On this pillow, you'll note several things. First, the corners are rounded. After I cut, I always take a bowl from the kitchen and draw rounded lines at the corners. This way, I don't have those dog-eared corners where there's no fluff.
Second, I always cut my fabric an inch shorter than the pillow size. If I have a 24" pillow, I cut at 23". When I pop the pillow form in the cover, it really fills it up nice and fluffy. Love that.
Another thing that I'm really loving these days in the way of detail is adding things like piping and ruffles... and fringe. And pom poms. Here, there's piping outlining the mid-section of this pillow. I think adding a detail like this gives added punch and definition. For the ruffle I used a solid from Art Gallery Pure Elements to frame the pillow very nicely. The Pure Elements colors are uber-rich. If you are interested in an easy way to do piping, I love using Nancy's Zieman's Wrap and Fuse piping which made by Clover. It makes piping super easy. It is cording covered with fusible web, so you simply cut your fabric, wrap it around and fuse it together, saving you a sewing step... and pins. I adore it. Also, it comes in several sizes.
I additionally think that a pillow should be fluffy. I always use fusible fleece as interfacing to give it some added oompf.
One last thing... it's easy to make a pillow back where you overlap two pieces, insert the pillow between and use ribbon or trim to tie it, but I think a zipper makes it have a professional polish you really can't get with the overlapping method. A couple years ago, I learned an extra easy way to do this... here's how...
- Divide the width of your pillow in two, and add 1 1/4" to the width to get the measurement for the piece you should cut. So, if your front is cut at 23" X 23", your back will be cut at 24 1/4" x 23". Cut the piece in half so you have two pieces measuring 12 1/8" x 23".

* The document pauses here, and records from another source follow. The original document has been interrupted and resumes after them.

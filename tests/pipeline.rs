//! End-to-end scanner tests
//!
//! Runs the full pipeline (feeds → validation → store → detection → sink)
//! against in-process feeds:
//! 1. A mock streaming feed with adjustable prices (triangular path)
//! 2. The real JSON feed polling a mockito HTTP server (spatial path)
//!
//! # Running the tests
//! ```bash
//! cargo test --test pipeline
//! ```

use std::collections::HashMap;
use std::sync::atomic::{AtomicUsize, Ordering};
use std::sync::Arc;
use std::time::Duration;

use async_trait::async_trait;
use parking_lot::Mutex;
use tokio_util::sync::CancellationToken;

use arb_scanner::config::{load_config_from_str, AppConfig};
use arb_scanner::core::{run_scanner, BroadcastSink, Opportunity, Side};
use arb_scanner::feeds::{
    ExchangeFeed, FeedCapabilities, FeedError, FeedFactory, FeedResult, JsonFeedFactory, RawQuote,
};

// =============================================================================
// Mock Streaming Feed
// =============================================================================

/// Prices shared between the test and every feed the factory opens
#[derive(Default)]
struct MarketBoard {
    quotes: Mutex<HashMap<String, RawQuote>>,
}

impl MarketBoard {
    fn set(&self, symbol: &str, bid: f64, ask: f64) {
        self.quotes
            .lock()
            .insert(symbol.to_string(), RawQuote::from_numbers(bid, ask, 100.0, 100.0));
    }

    fn get(&self, symbol: &str) -> FeedResult<RawQuote> {
        self.quotes
            .lock()
            .get(symbol)
            .cloned()
            .ok_or_else(|| FeedError::SubscriptionFailed {
                symbol: symbol.to_string(),
                reason: "unknown symbol".into(),
            })
    }
}

/// Streaming feed that pushes the board's current price every few ms
struct MockStreamingFeed {
    exchange_id: String,
    board: Arc<MarketBoard>,
    closes: Arc<AtomicUsize>,
}

#[async_trait]
impl ExchangeFeed for MockStreamingFeed {
    fn exchange_id(&self) -> &str {
        &self.exchange_id
    }

    fn capabilities(&self) -> FeedCapabilities {
        FeedCapabilities {
            streams_ticker: true,
            streams_orderbook: true,
        }
    }

    async fn watch_ticker(&self, symbol: &str) -> FeedResult<RawQuote> {
        tokio::time::sleep(Duration::from_millis(2)).await;
        self.board.get(symbol)
    }

    async fn watch_order_book(&self, symbol: &str, _depth: usize) -> FeedResult<RawQuote> {
        tokio::time::sleep(Duration::from_millis(2)).await;
        self.board.get(symbol)
    }

    async fn fetch_ticker(&self, symbol: &str) -> FeedResult<RawQuote> {
        self.board.get(symbol)
    }

    async fn close(&self) -> FeedResult<()> {
        self.closes.fetch_add(1, Ordering::SeqCst);
        Ok(())
    }
}

struct MockFactory {
    board: Arc<MarketBoard>,
    closes: Arc<AtomicUsize>,
}

#[async_trait]
impl FeedFactory for MockFactory {
    async fn open(&self, exchange_id: &str) -> FeedResult<Box<dyn ExchangeFeed>> {
        Ok(Box::new(MockStreamingFeed {
            exchange_id: exchange_id.to_string(),
            board: Arc::clone(&self.board),
            closes: Arc::clone(&self.closes),
        }))
    }
}

fn triangle_config() -> Arc<AppConfig> {
    let yaml = r#"
exchanges:
  kraken:
    symbols: ["BTC/USDT", "ETH/BTC", "ETH/USDT"]
min_profit_percentage: 0.5
testnet: false
max_age_seconds: 5
min_volume_usd:
  triangular: 5000
  spatial: 10000
detector:
  interval_ms: 5
"#;
    Arc::new(load_config_from_str(yaml).unwrap())
}

// =============================================================================
// Tests
// =============================================================================

#[tokio::test]
async fn test_triangular_opportunity_appears_when_prices_move() {
    let board = Arc::new(MarketBoard::default());
    // (1 / 20000) * 0.06 * 1250 = 0.00375: deeply unprofitable
    board.set("BTC/USDT", 19_990.0, 20_000.0);
    board.set("ETH/BTC", 0.059, 0.06);
    board.set("ETH/USDT", 1_250.0, 1_251.0);

    let closes = Arc::new(AtomicUsize::new(0));
    let factory = Arc::new(MockFactory {
        board: Arc::clone(&board),
        closes: Arc::clone(&closes),
    });
    let sink = Arc::new(BroadcastSink::new(1024));
    let mut rx = sink.subscribe();
    let cancel = CancellationToken::new();

    let run = tokio::spawn(run_scanner(triangle_config(), factory, sink, cancel.clone()));

    // Let several detection cycles pass with no opportunity
    tokio::time::sleep(Duration::from_millis(100)).await;
    assert!(rx.try_recv().is_err(), "Unprofitable triangle must not be reported");

    // (1 / 100) * 20 * 5.1 = 1.02 → +2%
    board.set("BTC/USDT", 99.0, 100.0);
    board.set("ETH/BTC", 19.0, 20.0);
    board.set("ETH/USDT", 5.1, 5.2);

    let opportunity = loop {
        let next = tokio::time::timeout(Duration::from_secs(5), rx.recv())
            .await
            .expect("no triangular opportunity")
            .unwrap();
        // Skip cycles that saw a partially updated board
        if (next.profit_percentage() - 2.0).abs() < 1e-6 {
            break next;
        }
    };
    cancel.cancel();
    let summary = run.await.unwrap().unwrap();

    match opportunity {
        Opportunity::Triangular { exchange, path, legs, .. } => {
            assert_eq!(exchange.as_ref(), "kraken");
            assert_eq!(path, ["BTC/USDT", "ETH/BTC", "ETH/USDT"].map(String::from));
            assert_eq!(legs.map(|l| l.side), [Side::Buy, Side::Buy, Side::Sell]);
        }
        other => panic!("Expected triangular, got {:?}", other),
    }
    assert!(summary.abandoned().is_empty());
    assert_eq!(closes.load(Ordering::SeqCst), 1, "Feed closed exactly once");
    assert!(summary.store.len("kraken", "ETH/BTC") <= 100);
}

#[tokio::test]
async fn test_json_feed_polling_drives_spatial_detection() {
    let mut server = mockito::Server::new_async().await;
    let _cheap = server
        .mock("GET", "/cheap/ticker/BTCUSDT")
        .with_status(200)
        .with_header("content-type", "application/json")
        .with_body(r#"{"bid":"99.0","ask":"100.0","bidVolume":"500","askVolume":"500"}"#)
        .create_async()
        .await;
    let _rich = server
        .mock("GET", "/rich/ticker/BTCUSDT")
        .with_status(200)
        .with_header("content-type", "application/json")
        .with_body(r#"{"bid":102.0,"ask":103.0,"bid_volume":500,"ask_volume":500}"#)
        .create_async()
        .await;

    let yaml = format!(
        r#"
exchanges:
  cheap:
    symbols: ["BTC/USDT"]
    poll_interval_seconds: 0.01
    endpoints:
      rest_ticker: "{url}/cheap/ticker/{{symbol}}"
  rich:
    symbols: ["BTC/USDT"]
    poll_interval_seconds: 0.01
    endpoints:
      rest_ticker: "{url}/rich/ticker/{{symbol}}"
min_profit_percentage: 0.5
testnet: false
max_age_seconds: 5
min_volume_usd:
  triangular: 5000
  spatial: 10000
detector:
  interval_ms: 5
"#,
        url = server.url()
    );
    let config = Arc::new(load_config_from_str(&yaml).unwrap());
    let factory = Arc::new(JsonFeedFactory::from_config(&config));
    let sink = Arc::new(BroadcastSink::new(1024));
    let mut rx = sink.subscribe();
    let cancel = CancellationToken::new();

    let run = tokio::spawn(run_scanner(config, factory, sink, cancel.clone()));

    let opportunity = tokio::time::timeout(Duration::from_secs(5), rx.recv())
        .await
        .expect("no spatial opportunity")
        .unwrap();
    cancel.cancel();
    let summary = run.await.unwrap().unwrap();

    match opportunity {
        Opportunity::Spatial {
            symbol,
            buy_exchange,
            sell_exchange,
            buy_price,
            sell_price,
            profit_percentage,
            ..
        } => {
            assert_eq!(symbol.as_ref(), "BTC/USDT");
            assert_eq!(buy_exchange.as_ref(), "cheap");
            assert_eq!(sell_exchange.as_ref(), "rich");
            assert_eq!(buy_price, 100.0);
            assert_eq!(sell_price, 102.0);
            assert!((profit_percentage - 2.0).abs() < 1e-9);
        }
        other => panic!("Expected spatial, got {:?}", other),
    }
    assert_eq!(summary.exchanges.len(), 2);
    assert!(summary.abandoned().is_empty());
}

#[tokio::test]
async fn test_testnet_without_sandbox_endpoints_is_abandoned() {
    let yaml = r#"
exchanges:
  kraken:
    symbols: ["BTC/USDT"]
    endpoints:
      rest_ticker: "http://127.0.0.1:9/{symbol}"
min_profit_percentage: 0.5
testnet: true
max_age_seconds: 5
min_volume_usd:
  triangular: 5000
  spatial: 10000
retry:
  max_attempts: 1
  base_delay_secs: 1
  max_delay_secs: 1
"#;
    let config = Arc::new(load_config_from_str(yaml).unwrap());
    let factory = Arc::new(JsonFeedFactory::from_config(&config));
    let cancel = CancellationToken::new();

    let run = tokio::spawn(run_scanner(
        config,
        factory,
        Arc::new(BroadcastSink::new(4)),
        cancel.clone(),
    ));

    tokio::time::sleep(Duration::from_millis(100)).await;
    cancel.cancel();
    let summary = run.await.unwrap().unwrap();

    assert_eq!(summary.abandoned(), vec!["kraken"]);
}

- Place the two pieces right sides together, and BASTE a 5/8" seam allowance along the raw edge of the 23" side.
- Press your seam open.
- Place a zipper the length of the seam on the wrong side of the fabric so it is centered on the seam and pin it in place. The pins should go in horizontally. Do not trim the zipper at the top. The bit of fabric on the zipper above the pull should be aligned with the top of the seam. Trim the bottom to the length of the fabric if it is longer than your pillow.

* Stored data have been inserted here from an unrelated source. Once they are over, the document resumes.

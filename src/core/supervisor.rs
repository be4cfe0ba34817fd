//! Per-exchange feed supervisor
//!
//! State machine: `Connecting → Streaming | Polling → Failed`.
//!
//! Each monitoring attempt opens a fresh feed, streams when the feed can
//! push both tickers and order books (falling back to REST polling once
//! on a stream-level failure), and always closes the feed before the
//! attempt ends. A failed attempt is retried after
//! `min(max_delay, base_delay * 2^attempt)`; once `max_attempts` attempts
//! have failed the exchange is abandoned. Other exchanges are unaffected.

use std::sync::Arc;
use std::time::Duration;

use futures_util::future::BoxFuture;
use futures_util::stream::FuturesUnordered;
use futures_util::{FutureExt, StreamExt};
use tokio::sync::watch;
use tokio_util::sync::CancellationToken;
use tracing::{debug, error, info, warn};

use crate::config::{constants, AppConfig, RetrySettings};
use crate::core::store::PriceStore;
use crate::core::types::current_time_ms;
use crate::core::validator::validate;
use crate::feeds::{ExchangeFeed, FeedError, FeedErrorCategory, FeedFactory, FeedHandle, FeedResult, RawQuote};

/// One resolved watch: symbol, result, arrival time in ms
type Update<'a> = (&'a str, FeedResult<RawQuote>, u64);

// =============================================================================
// State & Outcome
// =============================================================================

/// Observable supervisor state
#[derive(Debug, Clone, Copy, PartialEq, Eq)]
pub enum FeedState {
    Connecting,
    Streaming,
    Polling,
    /// Terminal: retries exhausted
    Failed,
}

impl std::fmt::Display for FeedState {
    fn fmt(&self, f: &mut std::fmt::Formatter<'_>) -> std::fmt::Result {
        match self {
            FeedState::Connecting => write!(f, "connecting"),
            FeedState::Streaming => write!(f, "streaming"),
            FeedState::Polling => write!(f, "polling"),
            FeedState::Failed => write!(f, "failed"),
        }
    }
}

/// Why a supervisor returned
#[derive(Debug)]
pub enum SupervisorOutcome {
    /// Cancellation requested
    Stopped,
    /// Every allowed attempt failed; the exchange is no longer monitored
    Abandoned { attempts: u32, last_error: FeedError },
}

/// Final report of one supervisor run
#[derive(Debug)]
pub struct SupervisorReport {
    pub exchange_id: String,
    pub outcome: SupervisorOutcome,
    /// Failed monitoring attempts
    pub failed_attempts: u32,
    /// Backoff waits performed, in order
    pub waits: Vec<Duration>,
}

// =============================================================================
// Retry Policy
// =============================================================================

/// Exponential backoff without jitter
#[derive(Debug, Clone, PartialEq, Eq)]
pub struct RetryPolicy {
    pub max_attempts: u32,
    pub base_delay: Duration,
    pub max_delay: Duration,
}

impl Default for RetryPolicy {
    fn default() -> Self {
        Self {
            max_attempts: 5,
            base_delay: Duration::from_secs(10),
            max_delay: Duration::from_secs(300),
        }
    }
}

impl From<&RetrySettings> for RetryPolicy {
    fn from(settings: &RetrySettings) -> Self {
        Self {
            max_attempts: settings.max_attempts,
            base_delay: Duration::from_secs(settings.base_delay_secs),
            max_delay: Duration::from_secs(settings.max_delay_secs),
        }
    }
}

impl RetryPolicy {
    /// Wait after the failure of zero-based `attempt`:
    /// `min(max_delay, base_delay * 2^attempt)`
    pub fn delay_for(&self, attempt: u32) -> Duration {
        let factor = 1u32.checked_shl(attempt).unwrap_or(u32::MAX);
        self.base_delay
            .checked_mul(factor)
            .map_or(self.max_delay, |delay| delay.min(self.max_delay))
    }
}

// =============================================================================
// Supervisor
// =============================================================================

/// Settings for one exchange's supervisor
#[derive(Debug, Clone)]
pub struct SupervisorConfig {
    pub exchange_id: String,
    pub symbols: Vec<String>,
    /// Delay after each REST request in polling mode
    pub poll_interval: Duration,
    pub order_book_depth: usize,
    /// Delay between two streaming cycles
    pub stream_pause: Duration,
    pub retry: RetryPolicy,
}

impl SupervisorConfig {
    /// Build from the application config; `None` for an unknown exchange
    pub fn from_app_config(config: &AppConfig, exchange_id: &str) -> Option<Self> {
        let exchange = config.exchanges.get(exchange_id)?;
        Some(Self {
            exchange_id: exchange_id.to_string(),
            symbols: exchange.symbols.clone(),
            poll_interval: exchange.poll_interval(),
            order_book_depth: constants::order_book_depth(),
            stream_pause: constants::stream_pause(),
            retry: RetryPolicy::from(&config.retry),
        })
    }
}

/// Keeps one exchange's quotes flowing into the store
pub struct FeedSupervisor {
    config: SupervisorConfig,
    factory: Arc<dyn FeedFactory>,
    store: Arc<PriceStore>,
    state: watch::Sender<FeedState>,
}

impl FeedSupervisor {
    pub fn new(config: SupervisorConfig, factory: Arc<dyn FeedFactory>, store: Arc<PriceStore>) -> Self {
        let (state, _rx) = watch::channel(FeedState::Connecting);
        Self {
            config,
            factory,
            store,
            state,
        }
    }

    pub fn exchange_id(&self) -> &str {
        &self.config.exchange_id
    }

    pub fn state(&self) -> FeedState {
        *self.state.borrow()
    }

    pub fn subscribe(&self) -> watch::Receiver<FeedState> {
        self.state.subscribe()
    }

    fn set_state(&self, next: FeedState) {
        let previous = self.state.send_replace(next);
        if previous != next {
            debug!(exchange = %self.config.exchange_id, from = %previous, to = %next, "Feed state change");
        }
    }

    /// Monitor until cancelled or abandoned
    pub async fn run(&self, cancel: CancellationToken) -> SupervisorReport {
        let exchange = self.config.exchange_id.clone();
        let max_attempts = self.config.retry.max_attempts.max(1);
        let mut waits = Vec::new();
        let mut failed: u32 = 0;

        let outcome = loop {
            if cancel.is_cancelled() {
                break SupervisorOutcome::Stopped;
            }

            let err = match self.monitor_once(&cancel).await {
                Ok(()) => break SupervisorOutcome::Stopped,
                Err(e) => e,
            };

            self.log_failure(&err);
            failed += 1;

            if failed >= max_attempts {
                self.set_state(FeedState::Failed);
                error!(
                    exchange = %exchange,
                    attempts = failed,
                    error = %err,
                    "Exchange failed permanently, giving up"
                );
                break SupervisorOutcome::Abandoned {
                    attempts: failed,
                    last_error: err,
                };
            }

            let wait = self.config.retry.delay_for(failed - 1);
            warn!(
                exchange = %exchange,
                attempt = failed,
                max_attempts = max_attempts,
                retry_in_ms = wait.as_millis() as u64,
                "Monitoring attempt failed, retrying"
            );
            waits.push(wait);

            tokio::select! {
                _ = cancel.cancelled() => break SupervisorOutcome::Stopped,
                _ = tokio::time::sleep(wait) => {}
            }
        };

        info!(exchange = %exchange, outcome = ?outcome, "Supervisor finished");
        SupervisorReport {
            exchange_id: exchange,
            outcome,
            failed_attempts: failed,
            waits,
        }
    }

    /// One monitoring attempt: open, drive, always close
    async fn monitor_once(&self, cancel: &CancellationToken) -> FeedResult<()> {
        let exchange = &self.config.exchange_id;
        self.set_state(FeedState::Connecting);
        info!(exchange = %exchange, "Initializing feed connection");

        let handle = tokio::select! {
            _ = cancel.cancelled() => return Ok(()),
            opened = FeedHandle::open(self.factory.as_ref(), exchange) => opened?,
        };
        info!(exchange = %exchange, "Feed connected");

        let result = self.drive(handle.feed(), cancel).await;

        if let Err(e) = handle.close().await {
            warn!(exchange = %exchange, error = %e, "Error closing feed");
        }
        result
    }

    async fn drive(&self, feed: &dyn ExchangeFeed, cancel: &CancellationToken) -> FeedResult<()> {
        let exchange = &self.config.exchange_id;
        if self.config.symbols.is_empty() {
            return Err(FeedError::Unsupported(format!("{} has no symbols to monitor", exchange)));
        }

        if feed.capabilities().supports_streaming() {
            self.set_state(FeedState::Streaming);
            info!(exchange = %exchange, symbols = self.config.symbols.len(), "Streaming tickers and order books");
            match self.stream(feed, cancel).await {
                Ok(()) => return Ok(()),
                Err(e) => {
                    error!(exchange = %exchange, category = %e.category(), error = %e, "WebSocket stream failed");
                    info!(exchange = %exchange, "Falling back to REST polling");
                }
            }
        } else {
            info!(
                exchange = %exchange,
                "WebSocket incomplete (need ticker and order book), using REST polling"
            );
        }

        self.set_state(FeedState::Polling);
        self.poll(feed, cancel).await
    }

    fn ingest(&self, symbol: &str, raw: &RawQuote, received_at_ms: u64) {
        if let Ok(quote) = validate(Some(raw), &self.config.exchange_id, symbol) {
            self.store.record_at(&self.config.exchange_id, symbol, quote, received_at_ms);
        }
    }

    /// Streaming rounds until cancelled or a stream-level failure.
    ///
    /// Every update is stored as soon as its watch resolves, stamped with
    /// the time it arrived. A stream failure ends streaming once the round
    /// has drained.
    async fn stream(&self, feed: &dyn ExchangeFeed, cancel: &CancellationToken) -> FeedResult<()> {
        let exchange = &self.config.exchange_id;
        let depth = self.config.order_book_depth;

        loop {
            let mut watches: FuturesUnordered<BoxFuture<'_, Update<'_>>> = FuturesUnordered::new();
            for symbol in &self.config.symbols {
                let symbol = symbol.as_str();
                watches.push(
                    async move {
                        let result = feed.watch_ticker(symbol).await;
                        (symbol, result, current_time_ms())
                    }
                    .boxed(),
                );
                watches.push(
                    async move {
                        let result = feed.watch_order_book(symbol, depth).await;
                        (symbol, result, current_time_ms())
                    }
                    .boxed(),
                );
            }

            let mut failure = None;
            loop {
                let next = tokio::select! {
                    _ = cancel.cancelled() => return Ok(()),
                    next = watches.next() => next,
                };
                let Some((symbol, result, received_at_ms)) = next else {
                    break;
                };
                match result {
                    Ok(raw) => self.ingest(symbol, &raw, received_at_ms),
                    Err(e) if e.is_stream_failure() => {
                        failure.get_or_insert(e);
                    }
                    Err(e) => {
                        error!(exchange = %exchange, symbol = %symbol, error = %e, "WebSocket update error");
                    }
                }
            }
            if let Some(e) = failure {
                return Err(e);
            }

            tokio::select! {
                _ = cancel.cancelled() => return Ok(()),
                _ = tokio::time::sleep(self.config.stream_pause) => {}
            }
        }
    }

    /// Sequential REST passes until cancelled or a fatal feed error
    async fn poll(&self, feed: &dyn ExchangeFeed, cancel: &CancellationToken) -> FeedResult<()> {
        let exchange = &self.config.exchange_id;
        info!(
            exchange = %exchange,
            interval_ms = self.config.poll_interval.as_millis() as u64,
            "Using REST polling"
        );

        loop {
            for symbol in &self.config.symbols {
                let result = tokio::select! {
                    _ = cancel.cancelled() => return Ok(()),
                    result = feed.fetch_ticker(symbol) => result,
                };
                match result {
                    Ok(raw) => self.ingest(symbol, &raw, current_time_ms()),
                    Err(e) if e.is_fatal() => return Err(e),
                    Err(e) => {
                        error!(exchange = %exchange, symbol = %symbol, error = %e, "REST error fetching ticker");
                    }
                }

                tokio::select! {
                    _ = cancel.cancelled() => return Ok(()),
                    _ = tokio::time::sleep(self.config.poll_interval) => {}
                }
            }
        }
    }

    fn log_failure(&self, err: &FeedError) {
        let exchange = &self.config.exchange_id;
        let category = err.category();
        match category {
            FeedErrorCategory::Dns => {
                error!(exchange = %exchange, category = %category, error = %err, "DNS resolution failed");
                info!(exchange = %exchange, "Usually a temporary network issue, will retry");
            }
            FeedErrorCategory::Tls => {
                error!(exchange = %exchange, category = %category, error = %err, "TLS/certificate error");
            }
            FeedErrorCategory::Timeout => {
                error!(exchange = %exchange, category = %category, error = %err, "Connection timeout");
            }
            _ => {
                error!(exchange = %exchange, category = %category, error = %err, "Feed monitoring failed");
            }
        }
    }
}

// =============================================================================
// Tests
// =============================================================================
//! Multi-exchange crypto arbitrage scanner
//!
//! - Exchange feeds (streaming with REST polling fallback)
//! - Quote validation and a bounded per-(exchange, symbol) price store
//! - Triangular and spatial opportunity detection

pub mod config;
pub mod core;
pub mod error;
pub mod feeds;

pub use error::AppError;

- Turn the panel over so your zipper is underneath. With your zipper foot on, feel for where the zipper teeth are, and top stitch the length of the zipper about a scant 1/4 from the zipper teeth, removing the pins from underneath as you go along. Do the same on the other side of the zipper teeth.
- Open your basted stitches, and voila! Your zipper can now go up and down... but remember, if you cut the zipper, don't open it all the way or you won't get it back together. You can now sew your pillow as ususal, but do so with the zipper partly open so you can turn it when you are done. Also, again if you cut the zipper, be very careful as you get to the teeth at the bottom. I lengthen the stitch there so it will go over and test by turning manually that I won't be hitting the teeth. Also, I then go back and forth over that area several times to reinforce it.
I hope that helps, and if you want, on the next pillow I'll videotape as I go along... I have at least two more to go before market!
Details on the fabric here: The maing fabrics are LillyBelle, of course... the center is Lily Bouquet and the sides are Flower Pop. The piping is Art Gallery's lace elements, and like I said before, the ruffle is an Art Gallery Pure Elements.